Work instruction –
Your reply should be made up of every line in the records below that holds the string "succeeded".

____

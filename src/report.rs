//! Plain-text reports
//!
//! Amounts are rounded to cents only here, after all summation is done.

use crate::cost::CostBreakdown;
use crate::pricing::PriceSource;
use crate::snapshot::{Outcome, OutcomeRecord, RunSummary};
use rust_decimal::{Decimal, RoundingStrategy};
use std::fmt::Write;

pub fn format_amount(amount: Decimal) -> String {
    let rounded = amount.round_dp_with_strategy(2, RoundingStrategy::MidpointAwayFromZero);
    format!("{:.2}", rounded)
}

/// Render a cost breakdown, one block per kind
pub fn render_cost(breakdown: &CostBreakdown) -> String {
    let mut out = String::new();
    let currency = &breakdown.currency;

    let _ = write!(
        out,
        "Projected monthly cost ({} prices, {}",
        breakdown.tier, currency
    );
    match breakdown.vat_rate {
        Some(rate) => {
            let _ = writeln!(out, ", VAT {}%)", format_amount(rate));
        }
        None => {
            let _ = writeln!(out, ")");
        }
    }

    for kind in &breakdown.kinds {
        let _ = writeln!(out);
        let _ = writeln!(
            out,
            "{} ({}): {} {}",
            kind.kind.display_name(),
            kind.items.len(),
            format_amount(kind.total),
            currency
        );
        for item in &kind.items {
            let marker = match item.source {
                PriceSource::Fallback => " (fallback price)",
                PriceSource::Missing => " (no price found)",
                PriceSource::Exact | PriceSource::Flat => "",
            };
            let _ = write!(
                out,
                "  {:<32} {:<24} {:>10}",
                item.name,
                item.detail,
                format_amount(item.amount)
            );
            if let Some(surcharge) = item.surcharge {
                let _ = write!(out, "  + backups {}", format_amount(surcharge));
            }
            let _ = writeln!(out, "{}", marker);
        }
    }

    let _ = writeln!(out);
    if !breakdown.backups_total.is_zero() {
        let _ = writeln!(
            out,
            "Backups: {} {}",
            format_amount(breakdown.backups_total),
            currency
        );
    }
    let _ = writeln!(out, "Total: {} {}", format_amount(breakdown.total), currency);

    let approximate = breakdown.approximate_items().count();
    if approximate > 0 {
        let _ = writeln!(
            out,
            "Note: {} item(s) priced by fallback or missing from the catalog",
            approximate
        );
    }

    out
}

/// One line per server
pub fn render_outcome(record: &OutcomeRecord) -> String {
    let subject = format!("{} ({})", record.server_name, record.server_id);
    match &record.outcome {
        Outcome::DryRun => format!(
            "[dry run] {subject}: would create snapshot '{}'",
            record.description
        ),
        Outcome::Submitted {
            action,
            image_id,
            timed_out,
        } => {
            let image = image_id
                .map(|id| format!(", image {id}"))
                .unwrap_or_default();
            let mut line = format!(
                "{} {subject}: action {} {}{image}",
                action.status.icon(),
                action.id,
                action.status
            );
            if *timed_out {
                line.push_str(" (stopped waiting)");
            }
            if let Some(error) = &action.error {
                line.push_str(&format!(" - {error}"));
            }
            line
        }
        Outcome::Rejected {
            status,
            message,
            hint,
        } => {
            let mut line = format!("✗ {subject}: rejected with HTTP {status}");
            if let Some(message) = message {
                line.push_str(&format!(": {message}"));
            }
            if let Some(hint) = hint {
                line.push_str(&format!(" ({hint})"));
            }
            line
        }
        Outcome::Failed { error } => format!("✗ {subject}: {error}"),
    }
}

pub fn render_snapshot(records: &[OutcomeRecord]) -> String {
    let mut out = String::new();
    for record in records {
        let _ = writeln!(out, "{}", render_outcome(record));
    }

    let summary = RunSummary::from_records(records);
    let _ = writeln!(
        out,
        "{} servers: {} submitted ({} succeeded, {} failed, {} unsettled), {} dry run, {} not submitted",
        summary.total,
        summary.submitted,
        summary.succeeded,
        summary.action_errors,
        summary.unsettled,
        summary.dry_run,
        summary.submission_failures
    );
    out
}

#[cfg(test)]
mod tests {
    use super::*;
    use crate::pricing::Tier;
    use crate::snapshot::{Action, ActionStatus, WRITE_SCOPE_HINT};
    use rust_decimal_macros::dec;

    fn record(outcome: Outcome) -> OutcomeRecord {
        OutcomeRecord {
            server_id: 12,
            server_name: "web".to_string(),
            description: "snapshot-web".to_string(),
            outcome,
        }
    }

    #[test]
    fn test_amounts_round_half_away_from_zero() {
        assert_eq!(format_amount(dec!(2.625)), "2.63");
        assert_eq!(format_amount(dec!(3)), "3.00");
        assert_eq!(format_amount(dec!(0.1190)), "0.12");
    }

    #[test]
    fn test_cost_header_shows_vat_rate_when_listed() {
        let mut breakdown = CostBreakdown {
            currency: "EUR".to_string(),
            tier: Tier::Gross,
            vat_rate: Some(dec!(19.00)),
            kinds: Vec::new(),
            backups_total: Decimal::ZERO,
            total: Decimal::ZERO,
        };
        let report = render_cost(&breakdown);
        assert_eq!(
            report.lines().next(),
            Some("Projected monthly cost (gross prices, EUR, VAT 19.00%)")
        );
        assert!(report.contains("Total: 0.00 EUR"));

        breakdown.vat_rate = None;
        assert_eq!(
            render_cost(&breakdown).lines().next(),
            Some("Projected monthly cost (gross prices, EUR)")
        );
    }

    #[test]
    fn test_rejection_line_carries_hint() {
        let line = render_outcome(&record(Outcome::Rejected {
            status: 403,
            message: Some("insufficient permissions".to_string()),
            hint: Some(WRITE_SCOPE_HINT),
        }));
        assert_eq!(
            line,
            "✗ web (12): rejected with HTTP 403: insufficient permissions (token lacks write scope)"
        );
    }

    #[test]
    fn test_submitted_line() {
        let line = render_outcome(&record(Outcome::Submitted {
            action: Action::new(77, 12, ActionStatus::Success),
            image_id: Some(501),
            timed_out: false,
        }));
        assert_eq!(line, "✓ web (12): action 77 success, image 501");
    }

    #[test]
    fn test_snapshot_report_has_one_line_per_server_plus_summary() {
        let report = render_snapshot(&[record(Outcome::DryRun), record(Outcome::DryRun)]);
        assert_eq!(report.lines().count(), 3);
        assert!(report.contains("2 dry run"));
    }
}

____

Written response –
        "{} servers: {} submitted ({} succeeded, {} failed, {} unsettled), {} dry run, {} not submitted",
        summary.succeeded,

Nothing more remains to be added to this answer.